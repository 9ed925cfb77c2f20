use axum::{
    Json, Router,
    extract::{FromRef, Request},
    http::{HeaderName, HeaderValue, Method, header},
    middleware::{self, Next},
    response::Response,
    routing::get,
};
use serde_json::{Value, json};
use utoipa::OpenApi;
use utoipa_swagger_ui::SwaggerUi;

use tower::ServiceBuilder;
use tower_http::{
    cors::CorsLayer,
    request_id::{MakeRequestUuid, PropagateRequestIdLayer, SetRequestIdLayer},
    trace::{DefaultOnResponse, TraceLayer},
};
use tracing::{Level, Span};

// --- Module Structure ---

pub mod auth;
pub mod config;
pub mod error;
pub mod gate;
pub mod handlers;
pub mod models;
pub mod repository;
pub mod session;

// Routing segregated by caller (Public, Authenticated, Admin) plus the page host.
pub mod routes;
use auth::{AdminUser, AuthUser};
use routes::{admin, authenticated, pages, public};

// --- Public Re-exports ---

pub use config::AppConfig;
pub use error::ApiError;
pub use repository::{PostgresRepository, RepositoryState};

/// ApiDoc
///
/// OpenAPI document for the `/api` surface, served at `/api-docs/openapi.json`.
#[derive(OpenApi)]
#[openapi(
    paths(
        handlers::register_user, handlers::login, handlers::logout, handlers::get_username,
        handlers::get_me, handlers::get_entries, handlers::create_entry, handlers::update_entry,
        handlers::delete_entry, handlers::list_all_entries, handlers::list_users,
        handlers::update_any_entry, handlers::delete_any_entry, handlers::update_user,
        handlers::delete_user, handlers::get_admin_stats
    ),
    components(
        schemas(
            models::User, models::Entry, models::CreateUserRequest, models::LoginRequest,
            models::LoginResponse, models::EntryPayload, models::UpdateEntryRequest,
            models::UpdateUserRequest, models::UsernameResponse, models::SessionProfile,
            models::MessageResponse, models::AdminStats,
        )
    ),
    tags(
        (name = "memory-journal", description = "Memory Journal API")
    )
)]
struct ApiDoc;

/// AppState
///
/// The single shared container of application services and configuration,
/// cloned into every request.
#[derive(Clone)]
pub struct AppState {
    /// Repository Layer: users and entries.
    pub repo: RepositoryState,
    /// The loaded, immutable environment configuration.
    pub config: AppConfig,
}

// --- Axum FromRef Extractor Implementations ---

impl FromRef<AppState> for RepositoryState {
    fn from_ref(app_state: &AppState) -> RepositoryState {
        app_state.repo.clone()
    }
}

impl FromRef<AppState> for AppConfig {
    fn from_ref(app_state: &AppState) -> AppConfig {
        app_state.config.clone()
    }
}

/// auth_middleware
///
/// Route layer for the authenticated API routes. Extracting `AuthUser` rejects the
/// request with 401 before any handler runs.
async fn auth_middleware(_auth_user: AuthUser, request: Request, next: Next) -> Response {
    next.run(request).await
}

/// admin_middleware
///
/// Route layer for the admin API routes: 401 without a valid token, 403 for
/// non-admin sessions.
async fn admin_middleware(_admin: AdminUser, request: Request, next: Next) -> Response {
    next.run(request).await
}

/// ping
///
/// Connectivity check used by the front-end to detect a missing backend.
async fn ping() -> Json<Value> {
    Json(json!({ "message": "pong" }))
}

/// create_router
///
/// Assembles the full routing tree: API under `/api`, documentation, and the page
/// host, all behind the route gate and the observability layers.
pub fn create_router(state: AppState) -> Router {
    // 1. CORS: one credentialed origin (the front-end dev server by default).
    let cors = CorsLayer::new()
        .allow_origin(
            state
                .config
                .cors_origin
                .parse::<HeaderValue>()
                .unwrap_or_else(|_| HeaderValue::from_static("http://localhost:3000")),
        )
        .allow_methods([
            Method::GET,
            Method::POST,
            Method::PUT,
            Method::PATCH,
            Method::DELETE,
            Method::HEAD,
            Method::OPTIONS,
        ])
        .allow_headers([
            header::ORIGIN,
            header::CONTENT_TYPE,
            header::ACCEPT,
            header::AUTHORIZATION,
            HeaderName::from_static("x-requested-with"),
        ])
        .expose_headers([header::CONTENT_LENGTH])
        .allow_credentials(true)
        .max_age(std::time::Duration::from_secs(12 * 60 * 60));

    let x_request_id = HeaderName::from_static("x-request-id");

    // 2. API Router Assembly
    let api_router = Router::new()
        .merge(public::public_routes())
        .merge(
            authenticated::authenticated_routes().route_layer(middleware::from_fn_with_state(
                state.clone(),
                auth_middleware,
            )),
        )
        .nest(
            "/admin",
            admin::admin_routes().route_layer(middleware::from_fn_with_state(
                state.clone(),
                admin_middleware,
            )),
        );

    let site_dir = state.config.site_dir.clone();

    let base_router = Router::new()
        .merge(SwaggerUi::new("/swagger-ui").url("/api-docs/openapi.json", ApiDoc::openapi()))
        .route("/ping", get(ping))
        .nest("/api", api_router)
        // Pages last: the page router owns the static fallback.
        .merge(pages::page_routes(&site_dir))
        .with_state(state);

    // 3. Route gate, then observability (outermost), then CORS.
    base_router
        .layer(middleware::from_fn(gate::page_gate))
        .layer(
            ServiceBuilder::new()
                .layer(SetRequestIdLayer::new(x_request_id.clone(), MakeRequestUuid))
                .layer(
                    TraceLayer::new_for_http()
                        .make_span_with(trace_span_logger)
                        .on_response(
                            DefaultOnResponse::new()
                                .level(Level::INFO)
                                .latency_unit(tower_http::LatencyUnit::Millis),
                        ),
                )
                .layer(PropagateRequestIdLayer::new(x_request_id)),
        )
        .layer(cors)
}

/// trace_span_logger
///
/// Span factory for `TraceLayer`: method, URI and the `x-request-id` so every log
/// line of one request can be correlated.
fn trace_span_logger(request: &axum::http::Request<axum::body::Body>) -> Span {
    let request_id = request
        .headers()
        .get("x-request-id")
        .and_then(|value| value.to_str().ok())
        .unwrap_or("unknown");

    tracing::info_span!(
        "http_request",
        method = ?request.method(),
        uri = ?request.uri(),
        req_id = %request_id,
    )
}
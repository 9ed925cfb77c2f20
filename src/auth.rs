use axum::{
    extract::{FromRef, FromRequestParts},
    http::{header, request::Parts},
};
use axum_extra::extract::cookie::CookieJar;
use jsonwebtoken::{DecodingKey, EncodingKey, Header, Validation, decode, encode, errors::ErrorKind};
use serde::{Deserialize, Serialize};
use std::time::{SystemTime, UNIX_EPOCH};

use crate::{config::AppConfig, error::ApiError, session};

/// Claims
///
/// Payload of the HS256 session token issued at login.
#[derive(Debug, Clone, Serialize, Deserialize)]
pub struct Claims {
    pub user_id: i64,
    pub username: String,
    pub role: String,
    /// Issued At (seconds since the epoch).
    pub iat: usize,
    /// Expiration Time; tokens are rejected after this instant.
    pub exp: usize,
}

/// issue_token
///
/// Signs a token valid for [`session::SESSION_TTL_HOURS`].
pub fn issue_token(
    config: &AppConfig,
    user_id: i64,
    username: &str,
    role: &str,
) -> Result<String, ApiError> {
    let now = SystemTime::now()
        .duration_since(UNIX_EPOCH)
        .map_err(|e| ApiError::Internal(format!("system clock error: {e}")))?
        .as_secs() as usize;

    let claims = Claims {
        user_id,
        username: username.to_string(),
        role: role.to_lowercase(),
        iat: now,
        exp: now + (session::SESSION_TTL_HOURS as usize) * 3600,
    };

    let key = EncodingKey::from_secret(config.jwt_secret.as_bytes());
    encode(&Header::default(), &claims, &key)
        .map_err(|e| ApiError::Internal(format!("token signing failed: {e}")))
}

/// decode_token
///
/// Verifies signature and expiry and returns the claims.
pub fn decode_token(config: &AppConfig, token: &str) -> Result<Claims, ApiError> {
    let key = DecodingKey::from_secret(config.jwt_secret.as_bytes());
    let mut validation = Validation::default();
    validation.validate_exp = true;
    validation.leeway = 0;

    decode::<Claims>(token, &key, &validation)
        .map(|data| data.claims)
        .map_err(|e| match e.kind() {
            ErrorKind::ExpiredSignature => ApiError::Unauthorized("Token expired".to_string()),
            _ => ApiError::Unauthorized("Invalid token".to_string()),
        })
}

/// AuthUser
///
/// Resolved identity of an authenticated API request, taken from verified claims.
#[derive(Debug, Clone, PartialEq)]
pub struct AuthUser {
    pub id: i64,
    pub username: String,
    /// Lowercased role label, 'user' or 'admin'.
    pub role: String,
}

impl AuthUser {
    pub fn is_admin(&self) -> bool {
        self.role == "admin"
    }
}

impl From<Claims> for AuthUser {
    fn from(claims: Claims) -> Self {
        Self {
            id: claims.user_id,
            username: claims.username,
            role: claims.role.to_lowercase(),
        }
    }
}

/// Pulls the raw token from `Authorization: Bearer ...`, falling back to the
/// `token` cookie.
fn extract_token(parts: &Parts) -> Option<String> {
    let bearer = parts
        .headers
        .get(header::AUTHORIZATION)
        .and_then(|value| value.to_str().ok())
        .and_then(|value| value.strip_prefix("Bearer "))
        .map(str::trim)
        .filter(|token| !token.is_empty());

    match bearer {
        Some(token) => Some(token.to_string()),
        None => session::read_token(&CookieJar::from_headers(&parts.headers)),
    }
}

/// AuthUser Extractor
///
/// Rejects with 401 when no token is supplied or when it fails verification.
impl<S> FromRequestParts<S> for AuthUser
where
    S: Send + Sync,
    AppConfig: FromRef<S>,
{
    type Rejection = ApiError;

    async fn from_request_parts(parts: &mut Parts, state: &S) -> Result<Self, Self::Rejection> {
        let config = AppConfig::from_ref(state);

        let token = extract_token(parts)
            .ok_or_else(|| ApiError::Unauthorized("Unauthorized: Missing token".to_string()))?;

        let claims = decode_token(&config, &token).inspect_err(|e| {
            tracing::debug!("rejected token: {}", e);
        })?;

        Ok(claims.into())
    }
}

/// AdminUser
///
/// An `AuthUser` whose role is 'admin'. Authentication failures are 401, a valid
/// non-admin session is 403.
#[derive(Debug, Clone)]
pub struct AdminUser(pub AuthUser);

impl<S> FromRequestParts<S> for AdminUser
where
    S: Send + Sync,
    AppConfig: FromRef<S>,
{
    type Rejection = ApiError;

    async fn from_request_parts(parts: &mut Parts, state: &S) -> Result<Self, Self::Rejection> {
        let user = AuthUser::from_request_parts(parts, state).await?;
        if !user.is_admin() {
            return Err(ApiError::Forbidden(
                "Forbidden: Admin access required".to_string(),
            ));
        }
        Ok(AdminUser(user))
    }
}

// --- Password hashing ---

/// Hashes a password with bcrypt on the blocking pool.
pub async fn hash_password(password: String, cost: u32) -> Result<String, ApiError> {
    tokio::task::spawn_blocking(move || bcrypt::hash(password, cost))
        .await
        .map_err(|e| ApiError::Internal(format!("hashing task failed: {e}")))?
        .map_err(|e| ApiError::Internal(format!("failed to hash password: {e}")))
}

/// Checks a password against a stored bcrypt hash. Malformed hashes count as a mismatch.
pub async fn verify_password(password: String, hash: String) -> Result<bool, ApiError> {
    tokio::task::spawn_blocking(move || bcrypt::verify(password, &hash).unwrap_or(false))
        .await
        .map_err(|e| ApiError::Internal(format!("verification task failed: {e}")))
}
_____
## WORK ITEM
What the answer needs is every line from the data above with "Forbidden" in it.

## OUTPUT
            return Err(ApiError::Forbidden(
                "Forbidden: Admin access required".to_string(),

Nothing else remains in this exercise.